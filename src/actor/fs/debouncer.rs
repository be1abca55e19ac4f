use std::path::{Path, PathBuf};
use std::time::{Duration, Instant};

use rustc_hash::FxHashMap;

use super::types::ChangeKind;

/// Editors often write a file in several steps (truncate, write, rename).
/// The playground applies its own quiet period afterwards, so this only
/// needs to cover a single save.
pub(super) const DEBOUNCE_MS: u64 = 100;

/// Pure debouncer: only handles timing and event deduplication.
pub(super) struct Debouncer {
    pub(super) changes: FxHashMap<PathBuf, ChangeKind>,
    pub(super) last_event: Option<Instant>,
}

impl Debouncer {
    pub(super) fn new() -> Self {
        Self {
            changes: FxHashMap::default(),
            last_event: None,
        }
    }

    /// Add a notify event, applying dedup rules:
    /// - Removed then Created/Modified: restored, keep the new kind
    /// - Modified then Removed: deleted
    /// - Created then Removed: never existed, discard
    /// - otherwise the first kind wins
    pub(super) fn add_event(&mut self, event: &notify::Event) {
        use notify::EventKind;

        let kind = match event.kind {
            EventKind::Create(_) => ChangeKind::Created,
            EventKind::Remove(_) => ChangeKind::Removed,
            EventKind::Modify(modify) => {
                // mtime/chmod noise
                if matches!(modify, notify::event::ModifyKind::Metadata(_)) {
                    return;
                }
                ChangeKind::Modified
            }
            _ => return,
        };

        crate::debug!("watch"; "raw notify: {:?} {:?}", event.kind, event.paths);

        for path in &event.paths {
            if is_temp_file(path) {
                continue;
            }

            match (self.changes.get(path).copied(), kind) {
                (None, _) => {
                    self.changes.insert(path.clone(), kind);
                }
                (Some(ChangeKind::Removed), ChangeKind::Created | ChangeKind::Modified) => {
                    self.changes.insert(path.clone(), kind);
                }
                (Some(ChangeKind::Modified), ChangeKind::Removed) => {
                    self.changes.insert(path.clone(), ChangeKind::Removed);
                }
                (Some(ChangeKind::Created), ChangeKind::Removed) => {
                    self.changes.remove(path);
                }
                _ => {}
            }
            self.last_event = Some(Instant::now());
        }
    }

    /// Take events once the debounce window has passed.
    pub(super) fn take_if_ready(&mut self) -> Option<FxHashMap<PathBuf, ChangeKind>> {
        if !self.is_ready() {
            return None;
        }
        self.last_event = None;
        let changes = std::mem::take(&mut self.changes);
        (!changes.is_empty()).then_some(changes)
    }

    pub(super) fn is_ready(&self) -> bool {
        let Some(last_event) = self.last_event else {
            return false;
        };
        last_event.elapsed() >= Duration::from_millis(DEBOUNCE_MS) && !self.changes.is_empty()
    }

    /// Precise sleep duration until next possible ready time.
    pub(super) fn sleep_duration(&self) -> Duration {
        let Some(last_event) = self.last_event else {
            return Duration::from_secs(86400);
        };
        Duration::from_millis(DEBOUNCE_MS)
            .saturating_sub(last_event.elapsed())
            .max(Duration::from_millis(1))
    }
}

/// Check if path is a temp/backup file (editor artifacts).
fn is_temp_file(path: &Path) -> bool {
    let name = path.file_name().and_then(|n| n.to_str()).unwrap_or("");
    let ext = path.extension().and_then(|e| e.to_str()).unwrap_or("");

    matches!(ext, "bck" | "bak" | "backup" | "swp" | "swo" | "tmp")
        || name.ends_with('~')
        || name.starts_with('.')
}

#[cfg(test)]
mod tests {
    use super::*;

    fn event(path: &str, kind: notify::EventKind) -> notify::Event {
        notify::Event {
            kind,
            paths: vec![PathBuf::from(path)],
            attrs: Default::default(),
        }
    }

    fn modify() -> notify::EventKind {
        notify::EventKind::Modify(notify::event::ModifyKind::Data(
            notify::event::DataChange::Any,
        ))
    }

    fn create() -> notify::EventKind {
        notify::EventKind::Create(notify::event::CreateKind::File)
    }

    fn remove() -> notify::EventKind {
        notify::EventKind::Remove(notify::event::RemoveKind::File)
    }

    #[test]
    fn test_debouncer_empty() {
        let mut debouncer = Debouncer::new();
        assert!(!debouncer.is_ready());
        assert!(debouncer.take_if_ready().is_none());
        assert_eq!(debouncer.sleep_duration(), Duration::from_secs(86400));
    }

    #[test]
    fn test_not_ready_inside_window() {
        let mut debouncer = Debouncer::new();
        debouncer.add_event(&event("/sketch/app.js", modify()));
        assert!(!debouncer.is_ready());
        assert!(debouncer.sleep_duration() <= Duration::from_millis(DEBOUNCE_MS));
    }

    #[test]
    fn test_ready_after_window() {
        let mut debouncer = Debouncer::new();
        debouncer.add_event(&event("/sketch/app.js", modify()));
        debouncer.last_event = Some(Instant::now() - Duration::from_millis(DEBOUNCE_MS + 1));

        let changes = debouncer.take_if_ready().unwrap();
        assert_eq!(changes[&PathBuf::from("/sketch/app.js")], ChangeKind::Modified);
        assert!(debouncer.changes.is_empty());
        assert!(debouncer.last_event.is_none());
    }

    #[test]
    fn test_dedup_rules() {
        let mut debouncer = Debouncer::new();

        // Atomic save: remove then create
        debouncer.add_event(&event("/s/index.html", remove()));
        debouncer.add_event(&event("/s/index.html", create()));
        // Delete after edit
        debouncer.add_event(&event("/s/styles.css", modify()));
        debouncer.add_event(&event("/s/styles.css", remove()));
        // Transient file
        debouncer.add_event(&event("/s/app.js", create()));
        debouncer.add_event(&event("/s/app.js", remove()));

        assert_eq!(
            debouncer.changes[&PathBuf::from("/s/index.html")],
            ChangeKind::Created
        );
        assert_eq!(
            debouncer.changes[&PathBuf::from("/s/styles.css")],
            ChangeKind::Removed
        );
        assert!(!debouncer.changes.contains_key(&PathBuf::from("/s/app.js")));
    }

    #[test]
    fn test_ignores_editor_artifacts_and_metadata() {
        let mut debouncer = Debouncer::new();
        debouncer.add_event(&event("/s/.app.js.swp", modify()));
        debouncer.add_event(&event("/s/app.js~", modify()));
        debouncer.add_event(&event(
            "/s/app.js",
            notify::EventKind::Modify(notify::event::ModifyKind::Metadata(
                notify::event::MetadataKind::WriteTime,
            )),
        ));
        assert!(debouncer.changes.is_empty());
        assert!(debouncer.last_event.is_none());
    }
}
//! Configuration section definitions.
//!
//! Each module corresponds to a section in `livepad.toml`:
//!
//! | Module    | TOML Section | Purpose                               |
//! |-----------|--------------|---------------------------------------|
//! | `editor`  | `[editor]`   | Quiet period, auto-rebuild, tab size  |
//! | `preview` | `[preview]`  | Document title, sandbox tokens        |
//! | `serve`   | `[serve]`    | HTTP and WebSocket binding            |
//! | `source`  | `[source]`   | Source directory and watching         |

mod editor;
mod preview;
mod serve;
mod source;

pub use editor::EditorConfig;
pub use preview::PreviewConfig;
pub use serve::ServeConfig;
pub use source::SourceConfig;
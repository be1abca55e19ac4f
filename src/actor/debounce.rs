//! Quiet-period timer for auto-rebuild.
//!
//! At most one timer task is pending. Re-arming aborts the previous task,
//! so a burst of edits produces one `Fire` after the last edit. Each arm
//! gets a new generation; a `Fire` that was already queued when its timer
//! got replaced carries an old generation and is ignored.

use std::time::Duration;

use tokio::sync::mpsc;
use tokio::task::JoinHandle;

use super::messages::PlaygroundMsg;

pub struct DebounceTimer {
    quiet_period: Duration,
    generation: u64,
    pending: Option<JoinHandle<()>>,
    tx: mpsc::Sender<PlaygroundMsg>,
}

impl DebounceTimer {
    pub fn new(quiet_period: Duration, tx: mpsc::Sender<PlaygroundMsg>) -> Self {
        Self {
            quiet_period,
            generation: 0,
            pending: None,
            tx,
        }
    }

    /// Restart the quiet period. Returns the new generation.
    pub fn arm(&mut self) -> u64 {
        self.cancel();
        self.generation += 1;

        let generation = self.generation;
        let quiet_period = self.quiet_period;
        let tx = self.tx.clone();
        self.pending = Some(tokio::spawn(async move {
            tokio::time::sleep(quiet_period).await;
            let _ = tx.send(PlaygroundMsg::Fire { generation }).await;
        }));
        generation
    }

    /// Drop the pending timer, if any. Returns whether one was pending.
    pub fn cancel(&mut self) -> bool {
        match self.pending.take() {
            Some(handle) => {
                handle.abort();
                true
            }
            None => false,
        }
    }

    #[cfg(test)]
    pub fn is_pending(&self) -> bool {
        self.pending.is_some()
    }

    /// Accept a `Fire`. Returns `false` for a superseded or cancelled timer.
    pub fn fired(&mut self, generation: u64) -> bool {
        if self.pending.is_none() || generation != self.generation {
            return false;
        }
        self.pending = None;
        true
    }
}

impl Drop for DebounceTimer {
    fn drop(&mut self) {
        self.cancel();
    }
}
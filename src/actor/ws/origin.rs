//! Handshake origin check.
//!
//! Only the shell page served by our own HTTP server may open a session.
//! The sandboxed preview has an opaque origin and sends `Origin: null`,
//! which never matches.

use std::net::{IpAddr, SocketAddr};

/// The origin the shell is served from.
#[derive(Debug, Clone, Copy, PartialEq, Eq)]
pub struct ShellOrigin {
    interface: IpAddr,
    port: u16,
}

impl ShellOrigin {
    /// Origin of the HTTP server bound at `addr`.
    pub fn new(addr: SocketAddr) -> Self {
        Self {
            interface: addr.ip(),
            port: addr.port(),
        }
    }

    /// Whether an `Origin` header value names the shell.
    ///
    /// An unspecified interface (`0.0.0.0`, `::`) accepts any host on the
    /// HTTP port. A loopback interface also accepts `localhost`.
    pub fn permits(&self, origin: &str) -> bool {
        let Some(authority) = origin.strip_prefix("http://") else {
            return false;
        };
        let Some((host, port)) = authority.rsplit_once(':') else {
            return false;
        };
        if port.parse::<u16>().ok() != Some(self.port) {
            return false;
        }
        if self.interface.is_unspecified() {
            return !host.is_empty();
        }

        let host = host.trim_start_matches('[').trim_end_matches(']');
        match host.parse::<IpAddr>() {
            Ok(ip) => ip == self.interface,
            Err(_) => self.interface.is_loopback() && host.eq_ignore_ascii_case("localhost"),
        }
    }
}
//! Integration tests for podgen-core, using hand-written port doubles.

use std::collections::BTreeMap;
use std::path::{Path, PathBuf};
use std::sync::{Arc, Mutex};

use podgen_core::{
    application::{ApplicationError, ArtifactPaths, ArtifactSelection, GenerateService, ports::*},
    domain::{Configuration, Instruction, Stage},
    error::{PodgenError, PodgenResult},
};

#[derive(Clone, Default)]
struct RecordingFs {
    files: Arc<Mutex<BTreeMap<PathBuf, String>>>,
}

impl Filesystem for RecordingFs {
    fn create_dir_all(&self, _path: &Path) -> PodgenResult<()> {
        Ok(())
    }

    fn write_file(&self, path: &Path, content: &str) -> PodgenResult<()> {
        self.files
            .lock()
            .unwrap()
            .insert(path.to_path_buf(), content.to_owned());
        Ok(())
    }

    fn exists(&self, path: &Path) -> bool {
        self.files.lock().unwrap().contains_key(path)
    }

    fn remove_file(&self, path: &Path) -> PodgenResult<()> {
        self.files.lock().unwrap().remove(path);
        Ok(())
    }
}

/// One line per stage: `name<parent:count`.
struct OutlineRenderer;

impl BuildManifestRenderer for OutlineRenderer {
    fn render(&self, stages: &[Stage]) -> String {
        stages
            .iter()
            .map(|s| format!("{}<{}:{}\n", s.name(), s.parent(), s.instructions().len()))
            .collect()
    }
}

struct PortRenderer;

impl OrchestrationRenderer for PortRenderer {
    fn render(&self, config: &Configuration) -> PodgenResult<String> {
        Ok(format!("{0}:{0}\n", config.port()))
    }
}

fn service(fs: &RecordingFs) -> GenerateService {
    GenerateService::new(
        Box::new(OutlineRenderer),
        Box::new(PortRenderer),
        Box::new(fs.clone()),
    )
}

#[test]
fn test_generate_all_writes_both_artifacts() {
    let fs = RecordingFs::default();
    let config = Configuration::from_pairs([("CONTAINER_NAME", "web-terminal"), ("PORT", "7681")])
        .unwrap();
    let paths = ArtifactPaths::in_dir("/out", "Podmanfile", "compose.yaml");

    service(&fs)
        .generate(&config, ArtifactSelection::All, &paths)
        .unwrap();

    let files = fs.files.lock().unwrap();
    let manifest = &files[Path::new("/out/Podmanfile")];
    assert_eq!(manifest.lines().count(), 3);
    assert!(manifest.starts_with("base<docker.io/library/ubuntu:24.04"));
    assert_eq!(files[Path::new("/out/compose.yaml")], "7681:7681\n");
}

#[test]
fn test_validation_failure_writes_nothing() {
    let fs = RecordingFs::default();
    let config = Configuration::from_pairs([("PORT", "7681")]).unwrap();
    let paths = ArtifactPaths::in_dir("/out", "Podmanfile", "compose.yaml");

    let err = service(&fs)
        .generate(&config, ArtifactSelection::All, &paths)
        .unwrap_err();

    assert!(matches!(
        err,
        PodgenError::Application(ApplicationError::InvalidConfiguration { .. })
    ));
    assert!(fs.files.lock().unwrap().is_empty());
}

#[test]
fn test_build_manifest_only_leaves_compose_untouched() {
    let fs = RecordingFs::default();
    let config = Configuration::from_pairs([("CONTAINER_NAME", "web-terminal"), ("PORT", "7681")])
        .unwrap();
    let paths = ArtifactPaths::in_dir("/out", "Podmanfile", "compose.yaml");

    service(&fs)
        .generate(&config, ArtifactSelection::BuildManifest, &paths)
        .unwrap();

    assert!(fs.exists(Path::new("/out/Podmanfile")));
    assert!(!fs.exists(Path::new("/out/compose.yaml")));
}

#[test]
fn test_regeneration_is_byte_identical() {
    let config = Configuration::from_pairs([
        ("CONTAINER_NAME", "web-terminal"),
        ("PORT", "7681"),
        ("BUILD_PROXY_ENABLED", "true"),
        ("BUILD_HTTP_PROXY", "http://proxy:3128"),
        ("EXTRA_APT_PACKAGES", "jq htop jq"),
    ])
    .unwrap();
    let fs = RecordingFs::default();
    let service = service(&fs);

    let first = service.render(&config, ArtifactSelection::All).unwrap();
    let second = service.render(&config, ArtifactSelection::All).unwrap();

    for (a, b) in first.artifacts.iter().zip(&second.artifacts) {
        assert_eq!(a.text, b.text);
    }
}

#[test]
fn test_plan_exposes_port_in_runtime() {
    let fs = RecordingFs::default();
    let config = Configuration::from_pairs([("CONTAINER_NAME", "web-terminal"), ("PORT", "8080")])
        .unwrap();

    let (_, composition) = service(&fs).plan(&config).unwrap();
    let runtime = composition.stage("runtime").unwrap();
    assert_eq!(runtime.exposed_port(), Some(8080));
    assert!(
        runtime
            .instructions()
            .iter()
            .any(|i| matches!(i, Instruction::SetWorkingDirectory(dir) if dir == "/workspace"))
    );
}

══════════

* Work to complete: Retype only the lines above between the line with "self.files.lock().unwrap().contains_key(path)" and the line with "struct OutlineRenderer;", counting those two lines as well, and keep every character as it is.

* Written answer:
        self.files.lock().unwrap().contains_key(path)
    }

    fn remove_file(&self, path: &Path) -> PodgenResult<()> {
        self.files.lock().unwrap().remove(path);
        Ok(())
    }
}

/// One line per stage: `name<parent:count`.
struct OutlineRenderer;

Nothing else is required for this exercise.